TASK REQUIREMENTS: In the records that follow, find each line with "state" and pull it out.

DATASET RECORDS:
........
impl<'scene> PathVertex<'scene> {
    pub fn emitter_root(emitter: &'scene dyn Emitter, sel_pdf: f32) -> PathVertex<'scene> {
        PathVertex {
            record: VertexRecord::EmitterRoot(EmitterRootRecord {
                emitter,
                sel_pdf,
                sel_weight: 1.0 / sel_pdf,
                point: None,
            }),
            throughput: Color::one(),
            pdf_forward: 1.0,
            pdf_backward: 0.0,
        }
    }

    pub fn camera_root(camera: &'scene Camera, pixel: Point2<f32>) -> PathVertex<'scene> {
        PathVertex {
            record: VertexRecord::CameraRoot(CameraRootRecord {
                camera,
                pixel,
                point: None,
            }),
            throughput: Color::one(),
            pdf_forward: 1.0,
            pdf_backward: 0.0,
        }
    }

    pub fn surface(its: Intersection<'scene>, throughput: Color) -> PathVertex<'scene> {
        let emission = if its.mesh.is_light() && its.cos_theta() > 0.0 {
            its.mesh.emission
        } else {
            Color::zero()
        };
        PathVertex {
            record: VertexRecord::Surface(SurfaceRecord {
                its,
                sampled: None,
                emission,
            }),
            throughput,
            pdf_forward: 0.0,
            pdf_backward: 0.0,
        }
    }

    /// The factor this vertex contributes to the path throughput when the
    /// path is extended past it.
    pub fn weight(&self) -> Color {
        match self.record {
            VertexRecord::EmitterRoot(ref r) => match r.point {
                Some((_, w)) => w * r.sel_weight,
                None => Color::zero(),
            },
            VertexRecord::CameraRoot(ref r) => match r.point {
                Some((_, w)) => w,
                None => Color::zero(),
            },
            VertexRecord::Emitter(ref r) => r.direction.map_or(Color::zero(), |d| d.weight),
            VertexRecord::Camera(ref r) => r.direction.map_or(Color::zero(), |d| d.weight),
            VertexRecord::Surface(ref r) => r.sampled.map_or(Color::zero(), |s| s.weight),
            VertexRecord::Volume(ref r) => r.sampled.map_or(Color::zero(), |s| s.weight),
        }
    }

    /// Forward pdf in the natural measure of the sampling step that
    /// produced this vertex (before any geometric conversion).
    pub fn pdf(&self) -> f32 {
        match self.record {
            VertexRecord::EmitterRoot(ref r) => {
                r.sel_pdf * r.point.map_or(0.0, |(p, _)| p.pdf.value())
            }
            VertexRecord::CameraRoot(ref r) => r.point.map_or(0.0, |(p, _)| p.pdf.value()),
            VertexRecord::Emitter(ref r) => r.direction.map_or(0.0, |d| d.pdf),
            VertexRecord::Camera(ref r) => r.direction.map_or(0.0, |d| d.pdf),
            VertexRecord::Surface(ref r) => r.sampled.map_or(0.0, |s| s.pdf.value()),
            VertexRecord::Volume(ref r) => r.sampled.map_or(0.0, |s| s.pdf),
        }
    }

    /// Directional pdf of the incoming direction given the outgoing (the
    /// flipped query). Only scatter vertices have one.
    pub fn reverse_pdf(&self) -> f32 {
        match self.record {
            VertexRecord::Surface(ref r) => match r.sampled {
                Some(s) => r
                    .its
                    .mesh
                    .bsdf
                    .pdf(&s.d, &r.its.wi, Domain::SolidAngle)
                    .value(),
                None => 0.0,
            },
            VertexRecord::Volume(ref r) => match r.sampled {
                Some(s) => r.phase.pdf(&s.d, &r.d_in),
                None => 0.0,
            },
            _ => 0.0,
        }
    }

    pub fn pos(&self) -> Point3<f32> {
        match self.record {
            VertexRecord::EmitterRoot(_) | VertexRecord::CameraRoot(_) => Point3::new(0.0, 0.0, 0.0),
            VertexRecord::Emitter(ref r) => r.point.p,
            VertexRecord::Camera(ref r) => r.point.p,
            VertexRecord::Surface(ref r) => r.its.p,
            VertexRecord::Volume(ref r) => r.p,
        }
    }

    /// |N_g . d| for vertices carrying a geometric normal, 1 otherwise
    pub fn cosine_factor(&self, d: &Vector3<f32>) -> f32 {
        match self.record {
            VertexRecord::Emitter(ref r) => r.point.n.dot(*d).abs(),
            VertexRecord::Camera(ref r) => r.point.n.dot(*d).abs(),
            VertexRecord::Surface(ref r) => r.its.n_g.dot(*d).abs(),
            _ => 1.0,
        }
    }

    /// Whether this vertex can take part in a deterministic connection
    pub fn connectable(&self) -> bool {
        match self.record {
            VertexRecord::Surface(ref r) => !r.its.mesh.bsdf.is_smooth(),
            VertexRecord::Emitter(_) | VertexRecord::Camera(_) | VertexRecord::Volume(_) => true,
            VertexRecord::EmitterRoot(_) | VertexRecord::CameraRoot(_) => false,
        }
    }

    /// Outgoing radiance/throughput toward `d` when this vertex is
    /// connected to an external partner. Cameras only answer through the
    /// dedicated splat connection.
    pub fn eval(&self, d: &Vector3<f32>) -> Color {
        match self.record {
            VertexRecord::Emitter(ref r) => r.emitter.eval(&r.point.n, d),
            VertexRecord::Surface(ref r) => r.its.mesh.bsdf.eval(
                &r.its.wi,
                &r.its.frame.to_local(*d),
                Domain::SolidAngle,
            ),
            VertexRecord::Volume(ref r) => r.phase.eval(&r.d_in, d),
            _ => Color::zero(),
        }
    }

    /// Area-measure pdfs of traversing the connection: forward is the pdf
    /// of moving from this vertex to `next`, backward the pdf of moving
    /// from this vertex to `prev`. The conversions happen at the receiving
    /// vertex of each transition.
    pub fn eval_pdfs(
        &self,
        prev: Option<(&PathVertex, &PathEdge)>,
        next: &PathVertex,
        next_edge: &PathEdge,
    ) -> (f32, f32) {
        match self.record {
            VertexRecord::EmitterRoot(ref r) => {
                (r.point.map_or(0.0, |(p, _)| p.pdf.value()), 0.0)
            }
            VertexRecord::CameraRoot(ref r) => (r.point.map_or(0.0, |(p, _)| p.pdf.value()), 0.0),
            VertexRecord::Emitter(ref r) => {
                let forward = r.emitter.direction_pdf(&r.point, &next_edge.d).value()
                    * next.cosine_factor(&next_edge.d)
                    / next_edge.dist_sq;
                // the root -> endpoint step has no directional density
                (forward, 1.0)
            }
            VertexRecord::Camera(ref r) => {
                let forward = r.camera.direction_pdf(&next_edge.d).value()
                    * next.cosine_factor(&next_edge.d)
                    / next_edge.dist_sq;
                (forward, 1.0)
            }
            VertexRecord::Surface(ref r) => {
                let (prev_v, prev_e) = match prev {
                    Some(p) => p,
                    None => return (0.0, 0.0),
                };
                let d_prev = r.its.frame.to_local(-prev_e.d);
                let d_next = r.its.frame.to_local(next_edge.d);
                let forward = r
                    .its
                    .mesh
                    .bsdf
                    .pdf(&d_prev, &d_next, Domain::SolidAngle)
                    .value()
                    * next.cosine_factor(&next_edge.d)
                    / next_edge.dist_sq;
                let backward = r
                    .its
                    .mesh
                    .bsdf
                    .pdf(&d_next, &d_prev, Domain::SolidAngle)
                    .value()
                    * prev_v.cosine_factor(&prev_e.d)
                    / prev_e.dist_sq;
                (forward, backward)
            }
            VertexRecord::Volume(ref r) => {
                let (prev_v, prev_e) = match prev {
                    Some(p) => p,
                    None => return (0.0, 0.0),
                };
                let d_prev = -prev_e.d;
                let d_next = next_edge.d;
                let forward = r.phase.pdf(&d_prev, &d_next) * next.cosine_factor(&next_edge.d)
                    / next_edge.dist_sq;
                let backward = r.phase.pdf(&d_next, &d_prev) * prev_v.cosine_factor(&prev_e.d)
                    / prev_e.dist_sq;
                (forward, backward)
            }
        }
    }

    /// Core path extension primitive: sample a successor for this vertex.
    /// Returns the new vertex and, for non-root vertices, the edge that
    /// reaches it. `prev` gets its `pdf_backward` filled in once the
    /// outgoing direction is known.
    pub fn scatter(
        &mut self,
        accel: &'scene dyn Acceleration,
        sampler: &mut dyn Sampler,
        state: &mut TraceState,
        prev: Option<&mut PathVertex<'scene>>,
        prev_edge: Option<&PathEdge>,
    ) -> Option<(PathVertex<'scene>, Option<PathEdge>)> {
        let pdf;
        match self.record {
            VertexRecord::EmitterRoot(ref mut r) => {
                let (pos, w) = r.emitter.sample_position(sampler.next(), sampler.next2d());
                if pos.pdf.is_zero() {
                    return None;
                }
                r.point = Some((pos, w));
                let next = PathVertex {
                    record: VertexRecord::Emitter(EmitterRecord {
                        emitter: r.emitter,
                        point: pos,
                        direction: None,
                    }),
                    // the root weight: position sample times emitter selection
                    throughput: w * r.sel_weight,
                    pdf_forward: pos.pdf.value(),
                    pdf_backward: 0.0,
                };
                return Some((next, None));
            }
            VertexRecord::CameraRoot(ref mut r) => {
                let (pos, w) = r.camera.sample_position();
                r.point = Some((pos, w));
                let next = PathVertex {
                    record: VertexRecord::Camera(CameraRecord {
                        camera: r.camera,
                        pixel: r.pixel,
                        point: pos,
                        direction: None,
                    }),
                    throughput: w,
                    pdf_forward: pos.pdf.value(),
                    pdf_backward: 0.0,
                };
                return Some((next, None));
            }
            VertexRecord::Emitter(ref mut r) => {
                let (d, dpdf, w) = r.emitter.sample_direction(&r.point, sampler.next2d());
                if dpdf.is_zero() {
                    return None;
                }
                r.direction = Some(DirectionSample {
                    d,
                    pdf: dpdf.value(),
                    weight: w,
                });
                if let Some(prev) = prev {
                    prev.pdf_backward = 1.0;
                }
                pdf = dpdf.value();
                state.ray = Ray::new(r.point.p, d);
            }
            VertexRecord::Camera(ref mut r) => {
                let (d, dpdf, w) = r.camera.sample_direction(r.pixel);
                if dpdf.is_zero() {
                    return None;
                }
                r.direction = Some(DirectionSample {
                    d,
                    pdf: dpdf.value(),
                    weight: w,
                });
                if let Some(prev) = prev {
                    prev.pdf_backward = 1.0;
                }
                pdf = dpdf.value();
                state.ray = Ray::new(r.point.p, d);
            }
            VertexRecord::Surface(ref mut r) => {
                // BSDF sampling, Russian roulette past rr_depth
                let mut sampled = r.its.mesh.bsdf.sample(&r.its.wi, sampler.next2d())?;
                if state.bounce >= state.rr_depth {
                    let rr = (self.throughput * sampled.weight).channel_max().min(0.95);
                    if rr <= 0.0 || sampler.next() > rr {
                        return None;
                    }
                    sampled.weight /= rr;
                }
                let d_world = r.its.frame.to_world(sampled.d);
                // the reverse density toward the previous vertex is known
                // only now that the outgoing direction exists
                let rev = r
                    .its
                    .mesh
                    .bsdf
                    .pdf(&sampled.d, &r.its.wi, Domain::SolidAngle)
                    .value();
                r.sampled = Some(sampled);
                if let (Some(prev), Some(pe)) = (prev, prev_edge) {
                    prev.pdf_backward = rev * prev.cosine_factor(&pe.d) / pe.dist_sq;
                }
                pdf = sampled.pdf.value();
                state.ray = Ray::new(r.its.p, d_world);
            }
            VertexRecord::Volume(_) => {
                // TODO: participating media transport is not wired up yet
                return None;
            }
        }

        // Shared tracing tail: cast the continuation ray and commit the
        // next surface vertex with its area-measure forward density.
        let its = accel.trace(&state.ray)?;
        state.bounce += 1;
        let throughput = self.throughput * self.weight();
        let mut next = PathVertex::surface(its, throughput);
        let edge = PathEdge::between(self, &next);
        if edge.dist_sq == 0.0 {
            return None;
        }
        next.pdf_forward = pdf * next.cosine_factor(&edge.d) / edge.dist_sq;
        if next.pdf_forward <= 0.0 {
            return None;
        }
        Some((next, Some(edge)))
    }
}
........
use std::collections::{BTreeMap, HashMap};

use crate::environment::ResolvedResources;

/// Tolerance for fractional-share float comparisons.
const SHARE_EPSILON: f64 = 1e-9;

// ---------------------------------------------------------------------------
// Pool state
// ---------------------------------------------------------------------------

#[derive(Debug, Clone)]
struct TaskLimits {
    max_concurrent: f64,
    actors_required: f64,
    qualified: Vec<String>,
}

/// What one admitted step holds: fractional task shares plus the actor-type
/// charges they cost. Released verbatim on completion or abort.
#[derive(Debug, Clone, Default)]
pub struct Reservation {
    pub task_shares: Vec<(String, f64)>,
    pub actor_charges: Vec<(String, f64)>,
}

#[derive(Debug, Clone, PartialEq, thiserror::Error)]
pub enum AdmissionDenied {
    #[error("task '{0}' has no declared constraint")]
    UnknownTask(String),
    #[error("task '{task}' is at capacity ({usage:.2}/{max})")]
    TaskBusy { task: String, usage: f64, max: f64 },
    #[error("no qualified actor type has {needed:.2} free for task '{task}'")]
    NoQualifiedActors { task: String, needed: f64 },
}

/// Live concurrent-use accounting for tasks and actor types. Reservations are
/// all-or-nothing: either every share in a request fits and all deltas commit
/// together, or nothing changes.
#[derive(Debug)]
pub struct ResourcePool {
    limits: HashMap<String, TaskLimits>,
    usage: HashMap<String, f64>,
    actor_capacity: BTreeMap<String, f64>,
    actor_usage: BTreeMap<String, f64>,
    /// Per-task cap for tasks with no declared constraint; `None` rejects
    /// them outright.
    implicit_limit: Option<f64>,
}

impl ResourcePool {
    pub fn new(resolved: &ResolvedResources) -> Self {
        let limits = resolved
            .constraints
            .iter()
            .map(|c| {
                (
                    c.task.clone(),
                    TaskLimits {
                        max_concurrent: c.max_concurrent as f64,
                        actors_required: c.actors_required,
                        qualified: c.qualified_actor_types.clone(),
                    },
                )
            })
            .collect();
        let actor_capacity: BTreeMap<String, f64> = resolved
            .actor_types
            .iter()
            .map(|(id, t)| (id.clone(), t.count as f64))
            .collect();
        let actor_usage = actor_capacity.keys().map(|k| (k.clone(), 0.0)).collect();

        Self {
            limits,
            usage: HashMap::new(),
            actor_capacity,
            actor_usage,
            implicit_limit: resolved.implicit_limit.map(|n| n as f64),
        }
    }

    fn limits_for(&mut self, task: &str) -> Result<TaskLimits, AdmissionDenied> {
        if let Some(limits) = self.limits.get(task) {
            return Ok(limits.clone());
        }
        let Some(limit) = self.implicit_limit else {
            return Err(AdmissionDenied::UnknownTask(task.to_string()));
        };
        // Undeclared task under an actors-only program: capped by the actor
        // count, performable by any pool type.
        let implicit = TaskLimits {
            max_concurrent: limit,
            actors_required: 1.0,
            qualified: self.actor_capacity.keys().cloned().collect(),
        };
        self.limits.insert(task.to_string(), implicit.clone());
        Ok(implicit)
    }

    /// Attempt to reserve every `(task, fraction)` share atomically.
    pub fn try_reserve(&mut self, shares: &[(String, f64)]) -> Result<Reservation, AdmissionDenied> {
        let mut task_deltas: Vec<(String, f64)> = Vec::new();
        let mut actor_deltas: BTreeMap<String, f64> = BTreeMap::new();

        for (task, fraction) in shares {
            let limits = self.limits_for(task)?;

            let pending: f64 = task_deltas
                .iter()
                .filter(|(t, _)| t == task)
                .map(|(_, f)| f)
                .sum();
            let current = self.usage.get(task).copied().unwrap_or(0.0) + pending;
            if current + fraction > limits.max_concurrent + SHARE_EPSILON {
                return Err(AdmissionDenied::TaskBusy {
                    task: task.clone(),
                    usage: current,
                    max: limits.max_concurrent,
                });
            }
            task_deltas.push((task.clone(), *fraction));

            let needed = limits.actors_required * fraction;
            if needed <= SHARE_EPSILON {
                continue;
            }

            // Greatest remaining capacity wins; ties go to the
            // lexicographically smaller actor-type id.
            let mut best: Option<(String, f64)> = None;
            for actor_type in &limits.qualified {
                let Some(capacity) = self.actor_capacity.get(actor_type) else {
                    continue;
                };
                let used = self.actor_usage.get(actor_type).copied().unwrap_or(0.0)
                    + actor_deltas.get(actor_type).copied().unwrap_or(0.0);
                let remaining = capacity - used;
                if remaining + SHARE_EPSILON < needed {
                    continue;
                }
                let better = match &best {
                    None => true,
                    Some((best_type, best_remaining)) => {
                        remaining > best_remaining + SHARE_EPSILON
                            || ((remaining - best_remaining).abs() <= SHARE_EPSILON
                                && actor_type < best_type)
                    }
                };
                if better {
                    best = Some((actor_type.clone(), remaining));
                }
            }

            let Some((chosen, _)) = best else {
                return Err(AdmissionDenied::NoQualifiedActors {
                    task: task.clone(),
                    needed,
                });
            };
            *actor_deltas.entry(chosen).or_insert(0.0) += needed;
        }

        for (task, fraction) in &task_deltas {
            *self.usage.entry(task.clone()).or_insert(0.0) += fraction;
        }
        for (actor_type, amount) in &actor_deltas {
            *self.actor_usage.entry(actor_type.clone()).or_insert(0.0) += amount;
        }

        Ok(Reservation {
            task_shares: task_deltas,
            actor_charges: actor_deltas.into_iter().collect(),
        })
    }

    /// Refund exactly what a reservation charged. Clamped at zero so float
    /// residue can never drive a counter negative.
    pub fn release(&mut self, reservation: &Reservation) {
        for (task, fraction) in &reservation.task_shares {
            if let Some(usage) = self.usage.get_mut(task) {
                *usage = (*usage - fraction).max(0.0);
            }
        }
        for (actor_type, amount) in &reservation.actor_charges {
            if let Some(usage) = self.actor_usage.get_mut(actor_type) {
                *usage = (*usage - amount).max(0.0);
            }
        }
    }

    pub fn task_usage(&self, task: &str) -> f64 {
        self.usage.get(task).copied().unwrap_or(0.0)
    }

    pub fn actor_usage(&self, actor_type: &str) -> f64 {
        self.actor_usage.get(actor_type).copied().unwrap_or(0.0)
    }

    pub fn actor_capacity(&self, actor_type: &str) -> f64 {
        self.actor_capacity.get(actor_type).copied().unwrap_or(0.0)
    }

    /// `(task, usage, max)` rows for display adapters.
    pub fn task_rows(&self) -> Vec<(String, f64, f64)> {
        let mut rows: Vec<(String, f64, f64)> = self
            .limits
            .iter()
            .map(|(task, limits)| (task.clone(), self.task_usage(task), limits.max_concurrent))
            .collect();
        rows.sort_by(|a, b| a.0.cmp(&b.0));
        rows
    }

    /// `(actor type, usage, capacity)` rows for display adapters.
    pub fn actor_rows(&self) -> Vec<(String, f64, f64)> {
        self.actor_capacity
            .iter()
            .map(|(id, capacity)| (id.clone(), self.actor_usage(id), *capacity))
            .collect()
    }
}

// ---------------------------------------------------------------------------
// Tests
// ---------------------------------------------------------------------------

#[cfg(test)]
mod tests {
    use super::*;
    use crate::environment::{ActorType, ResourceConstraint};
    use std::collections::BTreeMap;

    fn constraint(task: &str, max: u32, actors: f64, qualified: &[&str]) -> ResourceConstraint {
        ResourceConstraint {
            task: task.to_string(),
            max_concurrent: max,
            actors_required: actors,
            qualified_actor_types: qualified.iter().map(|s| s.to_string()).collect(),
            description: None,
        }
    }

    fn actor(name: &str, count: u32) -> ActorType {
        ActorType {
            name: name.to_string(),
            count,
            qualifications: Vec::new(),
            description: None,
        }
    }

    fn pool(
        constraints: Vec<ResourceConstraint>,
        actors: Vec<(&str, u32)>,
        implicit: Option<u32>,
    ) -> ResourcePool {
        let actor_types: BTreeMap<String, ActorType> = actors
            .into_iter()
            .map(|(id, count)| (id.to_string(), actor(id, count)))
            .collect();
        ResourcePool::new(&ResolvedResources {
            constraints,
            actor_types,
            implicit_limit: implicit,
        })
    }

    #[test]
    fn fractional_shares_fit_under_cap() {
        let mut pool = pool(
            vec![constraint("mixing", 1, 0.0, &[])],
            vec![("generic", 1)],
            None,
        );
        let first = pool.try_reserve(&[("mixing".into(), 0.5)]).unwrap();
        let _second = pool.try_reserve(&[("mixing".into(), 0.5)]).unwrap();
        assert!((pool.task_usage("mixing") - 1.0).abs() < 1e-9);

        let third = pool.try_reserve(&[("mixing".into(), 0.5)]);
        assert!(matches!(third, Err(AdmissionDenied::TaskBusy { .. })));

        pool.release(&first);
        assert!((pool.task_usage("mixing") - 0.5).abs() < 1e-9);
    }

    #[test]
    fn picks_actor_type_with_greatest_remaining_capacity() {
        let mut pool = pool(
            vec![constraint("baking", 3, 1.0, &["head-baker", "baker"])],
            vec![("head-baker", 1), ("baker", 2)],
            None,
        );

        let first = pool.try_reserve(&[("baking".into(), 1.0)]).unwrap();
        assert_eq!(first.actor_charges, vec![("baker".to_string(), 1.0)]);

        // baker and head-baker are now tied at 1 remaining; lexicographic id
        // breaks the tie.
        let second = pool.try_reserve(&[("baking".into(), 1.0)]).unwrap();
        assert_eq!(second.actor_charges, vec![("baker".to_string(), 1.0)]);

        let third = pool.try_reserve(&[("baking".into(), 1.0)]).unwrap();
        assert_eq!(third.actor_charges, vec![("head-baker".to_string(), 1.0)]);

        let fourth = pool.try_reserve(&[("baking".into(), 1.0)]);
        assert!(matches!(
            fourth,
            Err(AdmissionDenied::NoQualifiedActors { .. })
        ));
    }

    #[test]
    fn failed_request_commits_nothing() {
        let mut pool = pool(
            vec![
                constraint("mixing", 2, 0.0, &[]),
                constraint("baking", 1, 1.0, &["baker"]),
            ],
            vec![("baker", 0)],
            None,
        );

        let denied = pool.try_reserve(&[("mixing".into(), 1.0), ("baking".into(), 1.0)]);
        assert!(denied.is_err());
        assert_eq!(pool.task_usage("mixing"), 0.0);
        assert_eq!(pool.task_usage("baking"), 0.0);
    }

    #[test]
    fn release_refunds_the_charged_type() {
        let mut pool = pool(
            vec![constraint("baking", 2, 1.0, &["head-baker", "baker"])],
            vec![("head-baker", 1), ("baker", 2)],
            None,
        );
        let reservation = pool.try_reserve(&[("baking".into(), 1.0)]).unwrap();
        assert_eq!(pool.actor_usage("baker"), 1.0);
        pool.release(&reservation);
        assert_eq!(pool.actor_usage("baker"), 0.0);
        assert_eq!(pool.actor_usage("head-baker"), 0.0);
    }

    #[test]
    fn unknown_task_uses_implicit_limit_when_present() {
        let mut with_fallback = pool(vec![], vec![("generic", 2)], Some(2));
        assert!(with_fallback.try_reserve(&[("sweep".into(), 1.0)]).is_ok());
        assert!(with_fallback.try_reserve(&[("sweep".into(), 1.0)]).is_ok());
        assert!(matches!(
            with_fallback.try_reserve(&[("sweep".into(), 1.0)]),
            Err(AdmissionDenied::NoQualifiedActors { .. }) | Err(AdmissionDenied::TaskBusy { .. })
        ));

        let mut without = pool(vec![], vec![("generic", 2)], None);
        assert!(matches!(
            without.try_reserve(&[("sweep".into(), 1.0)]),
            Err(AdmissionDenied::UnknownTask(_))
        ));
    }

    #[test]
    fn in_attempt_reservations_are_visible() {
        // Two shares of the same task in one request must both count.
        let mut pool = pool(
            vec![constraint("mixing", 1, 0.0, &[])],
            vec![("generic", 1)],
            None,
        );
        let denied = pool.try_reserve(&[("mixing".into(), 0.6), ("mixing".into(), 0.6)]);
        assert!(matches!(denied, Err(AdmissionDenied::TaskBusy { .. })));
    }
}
........
EXERCISE ANSWER:
        state: &mut TraceState,
                state.ray = Ray::new(r.point.p, d);
                state.ray = Ray::new(r.point.p, d);
                if state.bounce >= state.rr_depth {
                state.ray = Ray::new(r.its.p, d_world);
        let its = accel.trace(&state.ray)?;
        state.bounce += 1;
// Pool state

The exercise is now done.